Langel est un journaliste suisse, rédacteur en chef du magazine Hot-Revue après la guerre. Il a également enseigné l’histoire du jazz et s’est illustré comme co-fondateur, en 1967, du Montreux Jazz Festival avec Géo Voumard etClaude Nobs.
L’avant-propos, confié à Jean-Louis Ferrier, critique d’art, enseignant, éditeur, journaliste et volontiers pamphlétaire, reprend dans les grandes lignes la démonstration de Langel.
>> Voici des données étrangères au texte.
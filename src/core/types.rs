use bigdecimal::BigDecimal;
use chrono::{DateTime, FixedOffset};
use serde::{Deserialize, Serialize};
use std::collections::HashMap;
use std::fmt;
use crate::utils::chain_rate;

/// 某个交易所上的某种货币，图中的节点
///
/// 字段顺序即排序顺序：先按交易所，再按货币代码。
#[derive(Debug, Clone, PartialEq, Eq, Hash, PartialOrd, Ord, Serialize, Deserialize)]
pub struct ExchangeCurrency {
    pub exchange: String, // 交易所名称，大小写按原样保留
    pub currency: String, // 货币代码
}

impl ExchangeCurrency {
    pub fn new(exchange: impl Into<String>, currency: impl Into<String>) -> Self {
        Self {
            exchange: exchange.into(),
            currency: currency.into(),
        }
    }

    /// 同一种货币，但位于不同的交易所
    pub fn is_same_currency(&self, other: &ExchangeCurrency) -> bool {
        self.currency == other.currency && self.exchange != other.exchange
    }
}

impl fmt::Display for ExchangeCurrency {
    fn fmt(&self, f: &mut fmt::Formatter<'_>) -> fmt::Result {
        write!(f, "{} {}", self.exchange, self.currency)
    }
}

/// 有向边：1 单位 src_currency 可以换成 rate 单位 dest_currency
#[derive(Debug, Clone, PartialEq, Eq, Serialize, Deserialize)]
pub struct ExchangeRate {
    pub timestamp: DateTime<FixedOffset>, // 观测时间（保留时区偏移）
    pub src_currency: ExchangeCurrency,
    pub dest_currency: ExchangeCurrency,
    pub rate: BigDecimal,
}

impl ExchangeRate {
    pub fn new(
        timestamp: DateTime<FixedOffset>,
        src_currency: ExchangeCurrency,
        dest_currency: ExchangeCurrency,
        rate: BigDecimal,
    ) -> Self {
        Self {
            timestamp,
            src_currency,
            dest_currency,
            rate,
        }
    }

    /// 严格早于：时间相同不算更旧
    pub fn is_older_than(&self, other: &ExchangeRate) -> bool {
        self.timestamp < other.timestamp
    }
}

impl fmt::Display for ExchangeRate {
    fn fmt(&self, f: &mut fmt::Formatter<'_>) -> fmt::Result {
        write!(
            f,
            "{} [{}] -> [{}] @ {}",
            self.timestamp.to_rfc3339(),
            self.src_currency,
            self.dest_currency,
            self.rate
        )
    }
}

/// 当前图中每个有序货币对的最新汇率
pub type RateSnapshot = HashMap<ExchangeCurrency, HashMap<ExchangeCurrency, ExchangeRate>>;

#[derive(Debug, Clone, PartialEq, Eq, Hash, Serialize, Deserialize)]
pub struct BestRateRequest {
    pub src_currency: ExchangeCurrency,
    pub dest_currency: ExchangeCurrency,
}

impl BestRateRequest {
    pub fn new(src_currency: ExchangeCurrency, dest_currency: ExchangeCurrency) -> Self {
        Self {
            src_currency,
            dest_currency,
        }
    }
}

/// 查询结果中的汇率：有限值、无穷大（套利环）或无路径
#[derive(Debug, Clone, PartialEq, Eq, Serialize, Deserialize)]
pub enum BestRate {
    Finite(BigDecimal),
    Unbounded,
    NoPath,
}

impl BestRate {
    pub fn as_decimal(&self) -> Option<&BigDecimal> {
        match self {
            BestRate::Finite(rate) => Some(rate),
            _ => None,
        }
    }

    pub fn is_unbounded(&self) -> bool {
        matches!(self, BestRate::Unbounded)
    }

    pub fn is_no_path(&self) -> bool {
        matches!(self, BestRate::NoPath)
    }
}

impl fmt::Display for BestRate {
    fn fmt(&self, f: &mut fmt::Formatter<'_>) -> fmt::Result {
        match self {
            BestRate::Finite(rate) => write!(f, "{}", rate),
            BestRate::Unbounded => write!(f, "Infinity"),
            BestRate::NoPath => write!(f, "null"),
        }
    }
}

/// 实现最佳汇率所需的兑换步骤
#[derive(Debug, Clone, Default, PartialEq, Eq, Serialize, Deserialize)]
pub struct BestRatePath {
    pub steps: Vec<ExchangeCurrency>,
    pub circular: bool, // 路径重复访问了某个节点（套利环），在重复处截断
}

impl BestRatePath {
    pub fn new(steps: Vec<ExchangeCurrency>, circular: bool) -> Self {
        Self { steps, circular }
    }

    pub fn empty() -> Self {
        Self::default()
    }

    pub fn is_empty(&self) -> bool {
        self.steps.is_empty()
    }

    pub fn len(&self) -> usize {
        self.steps.len()
    }

    pub fn is_circular(&self) -> bool {
        self.circular
    }
}

/// 一次查询的完整结果，交给格式化器输出
#[derive(Debug, Clone, Serialize, Deserialize)]
pub struct BestRateResponse {
    pub request: BestRateRequest,
    pub rate: BestRate,
    pub path: BestRatePath,
    pub original_rates: RateSnapshot, // 查询时刻的边快照，用于标注每一跳的汇率
}

impl BestRateResponse {
    pub fn new(
        request: BestRateRequest,
        rate: BestRate,
        path: BestRatePath,
        original_rates: RateSnapshot,
    ) -> Self {
        Self {
            request,
            rate,
            path,
            original_rates,
        }
    }

    /// 快照中 src -> dest 的直接汇率
    pub fn hop_rate(&self, src: &ExchangeCurrency, dest: &ExchangeCurrency) -> Option<&BigDecimal> {
        self.original_rates
            .get(src)
            .and_then(|rates| rates.get(dest))
            .map(|rate| &rate.rate)
    }

    /// 环形路径中闭合环的汇率乘积（从重复节点首次出现处到末尾）
    ///
    /// 非环形路径或快照缺边时返回 None。
    pub fn cycle_rate(&self) -> Option<BigDecimal> {
        if !self.path.is_circular() {
            return None;
        }
        let steps = &self.path.steps;
        let repeated = steps.last()?;
        let start = steps.iter().position(|step| step == repeated)?;
        let hops: Option<Vec<&BigDecimal>> = steps[start..]
            .windows(2)
            .map(|pair| self.hop_rate(&pair[0], &pair[1]))
            .collect();
        hops.map(chain_rate)
    }
}

#[cfg(test)]
mod tests {
    use super::*;
    use std::str::FromStr;

    fn ts(s: &str) -> DateTime<FixedOffset> {
        DateTime::parse_from_rfc3339(s).unwrap()
    }

    #[test]
    fn test_exchange_currency_ordering() {
        let mut currencies = vec![
            ExchangeCurrency::new("kraken", "usd"),
            ExchangeCurrency::new("bitfinex", "usd"),
            ExchangeCurrency::new("bitfinex", "btc"),
        ];
        currencies.sort();
        assert_eq!(currencies[0], ExchangeCurrency::new("bitfinex", "btc"));
        assert_eq!(currencies[2], ExchangeCurrency::new("kraken", "usd"));
    }

    #[test]
    fn test_same_currency_requires_different_exchange() {
        let a = ExchangeCurrency::new("gdax", "BTC");
        assert!(a.is_same_currency(&ExchangeCurrency::new("kraken", "BTC")));
        assert!(!a.is_same_currency(&ExchangeCurrency::new("gdax", "BTC")));
        // 大小写敏感
        assert!(!a.is_same_currency(&ExchangeCurrency::new("kraken", "btc")));
    }

    #[test]
    fn test_is_older_than_is_strict() {
        let src = ExchangeCurrency::new("gdax", "BTC");
        let dest = ExchangeCurrency::new("gdax", "USD");
        let rate = BigDecimal::from_str("9999.9").unwrap();
        let a = ExchangeRate::new(ts("2018-05-26T09:42:23+00:00"), src.clone(), dest.clone(), rate.clone());
        // 同一时刻，不同时区写法
        let b = ExchangeRate::new(ts("2018-05-26T11:42:23+02:00"), src.clone(), dest.clone(), rate.clone());
        let c = ExchangeRate::new(ts("2018-05-26T09:42:24+00:00"), src, dest, rate);
        assert!(!a.is_older_than(&b));
        assert!(!b.is_older_than(&a));
        assert!(a.is_older_than(&c));
        assert!(!c.is_older_than(&a));
    }

    #[test]
    fn test_best_rate_display() {
        assert_eq!(BestRate::Finite(BigDecimal::from(10000)).to_string(), "10000");
        assert_eq!(BestRate::Unbounded.to_string(), "Infinity");
        assert_eq!(BestRate::NoPath.to_string(), "null");
    }
}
Le texte de Ferrier résume bien le livre, malgré quelques imprécisions : l’ODJB – orchestre blanc - a peut-être « volé » le jazz aux noirs en gravant le premier disque de l’histoire de cette musique, en 1917, mais il aurait fallu préciser que « King » Oliver avait refusé une proposition d’enregistrement l’année d’avant ; ou encore que la trompette coudée n’est pas tant le fait d’une facétie de Dizzy Gillespie que la conséquence bien exploitée d’un fessier posé n’importe où…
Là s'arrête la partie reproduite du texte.